My mission here is to make us happen. To make this work.
My mission here, and I’m totally seeing it like I’m an Army Ranger or something, is to make sure that whatever is going on between Vauxhall and Jimi and anyone else doesn’t go any further.
My mission, outside of the Buzz, is being Vauxhall’s right hand.
And right now, I even go to move, just a finger to touch her hair, to touch where her hair has been caught up in the seat, when she says, to me, “Jimi’s not a guru or anything. You have to take most of what he says, at least like ninety percent of it, with a truckload of salt.”
Shouting back, I say, “I’m guessing more like one hundred percent of it.”
Jimi, lighting a smoke, coughs. “That’s true.” He hits the brakes and brings the car to a sudden halt under a cypress tree and turns around and looks at me, narrows his eyes, “Maybe I dress it up too much. Like make it a bit too—”
“Forced?” Vauxhall laughs.
“I was going to say ‘intellectual.’ But anyway, definitely don’t take me too seriously, Ade. I’m bad for your health in large amounts.”
Jimi turns back to the road, slams down on the gas, and away we go again. Vauxhall, however, turns back to me and winks. She mouths: He’s. Full. Of. It.
I nod. I smile. I’m not sure what else I do.

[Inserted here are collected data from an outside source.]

//! In-memory doubles for the dispatcher and server tests.

use std::collections::HashMap;
use std::io;
use std::sync::{Arc, Mutex};
use std::sync::atomic::{AtomicU64, AtomicUsize, Ordering};

use brick_runtime::ScriptOrigin;
use brick_types::BrickError;

use crate::connection::ScriptHost;
use crate::storage::Storage;

#[derive(Default)]
pub struct MemoryStorage {
    files: Mutex<HashMap<String, String>>,
}

impl MemoryStorage {
    pub fn get(&self, path: &str) -> Option<String> {
        self.files.lock().unwrap().get(path).cloned()
    }

    pub fn put(&self, path: &str, contents: &str) {
        self.files
            .lock()
            .unwrap()
            .insert(path.to_string(), contents.to_string());
    }

    pub fn len(&self) -> usize {
        self.files.lock().unwrap().len()
    }
}

impl Storage for MemoryStorage {
    fn read(&self, path: &str) -> Result<String, BrickError> {
        self.get(path).ok_or_else(|| BrickError::Io {
            path: path.to_string(),
            details: "not found".to_string(),
        })
    }

    fn write(&self, path: &str, contents: &str) -> Result<(), BrickError> {
        self.put(path, contents);
        Ok(())
    }
}

/// Script host that only records what it was asked to do.
#[derive(Default)]
pub struct RecordingHost {
    runs: Mutex<Vec<(String, ScriptOrigin)>>,
    aborts: AtomicUsize,
    next_id: AtomicU64,
}

impl RecordingHost {
    pub fn runs(&self) -> Vec<(String, ScriptOrigin)> {
        self.runs.lock().unwrap().clone()
    }

    pub fn aborts(&self) -> usize {
        self.aborts.load(Ordering::SeqCst)
    }
}

impl ScriptHost for RecordingHost {
    fn run(&self, code: String, origin: ScriptOrigin) -> u64 {
        self.runs.lock().unwrap().push((code, origin));
        self.next_id.fetch_add(1, Ordering::SeqCst) + 1
    }

    fn abort(&self) {
        self.aborts.fetch_add(1, Ordering::SeqCst);
    }
}

/// Log records captured by a thread-local subscriber, one line per record.
#[derive(Clone, Default)]
pub struct CapturedLogs {
    buf: Arc<Mutex<Vec<u8>>>,
}

impl CapturedLogs {
    /// Run `f` with every record at `WARN` or above written here.
    pub fn warnings<T>(&self, f: impl FnOnce() -> T) -> T {
        let logs = self.clone();
        let subscriber = tracing_subscriber::fmt()
            .with_max_level(tracing::Level::WARN)
            .with_ansi(false)
            .without_time()
            .with_writer(move || logs.clone())
            .finish();
        tracing::subscriber::with_default(subscriber, f)
    }

    pub fn lines(&self) -> Vec<String> {
        let buf = self.buf.lock().unwrap();
        String::from_utf8_lossy(&buf)
            .lines()
            .map(str::to_string)
            .collect()
    }
}

impl io::Write for CapturedLogs {
    fn write(&mut self, data: &[u8]) -> io::Result<usize> {
        self.buf.lock().unwrap().extend_from_slice(data);
        Ok(data.len())
    }

    fn flush(&mut self) -> io::Result<()> {
        Ok(())
    }
}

“By the way,” Jimi says, staring straight into the soul of the night, “I borrowed this car from a friend of mine. I didn’t ask him, but so long as it gets back in one piece, should be fine. Actually, he’s just a neighbor. Not technically a friend.”
Where we stop the car is nowhere.
It’s at the end of a dead-end street. Houses on either side, a fence in front. And beyond the fence is pretty much nothing. Just darkness. Not even the flicker of lights. Jimi halts the car and jerks the keys loose and then jumps out and walks to the fence. He lights another smoke and turns around and motions for me and Vaux to get out.
Vaux gets out slow. I get out slower.
“So, what are we looking for?” I ask.
Jimi takes a long drag and then pulls out his cell phone. He says, “We have one minute and twenty-two seconds. I suggest we get over the fence.”
“’Til what?”
He doesn’t answer, just flicks his cig into the shadows and smooth as a spider climbs up and over the fence. He is engulfed in dark. Vauxhall takes my hand, my heart hiccups at the touch. Her skin so soft, so warm, and she holds my fingers tight. Right now, I’d jump into the Grand Canyon.
Vauxhall smiles, says, “Come on.” And she goes over the fence.
Jimi says, “You got fifty-seven seconds, Ade.”
I go over the fence. Not easy like Jimi. Not smooth or fast like Vaux, but I make it. On the other side, it’s just weeds and darkness. We walk. I follow the blue light of Jimi’s cell phone. I’m looking around but seeing nothing. Hearing nothing but the crunch of weeds under my shoes, the scatter of pebbles, and the rush of wind.
Only there isn’t wind.
Just sound.
Jimi says, “We got twenty-two seconds, kiddos.”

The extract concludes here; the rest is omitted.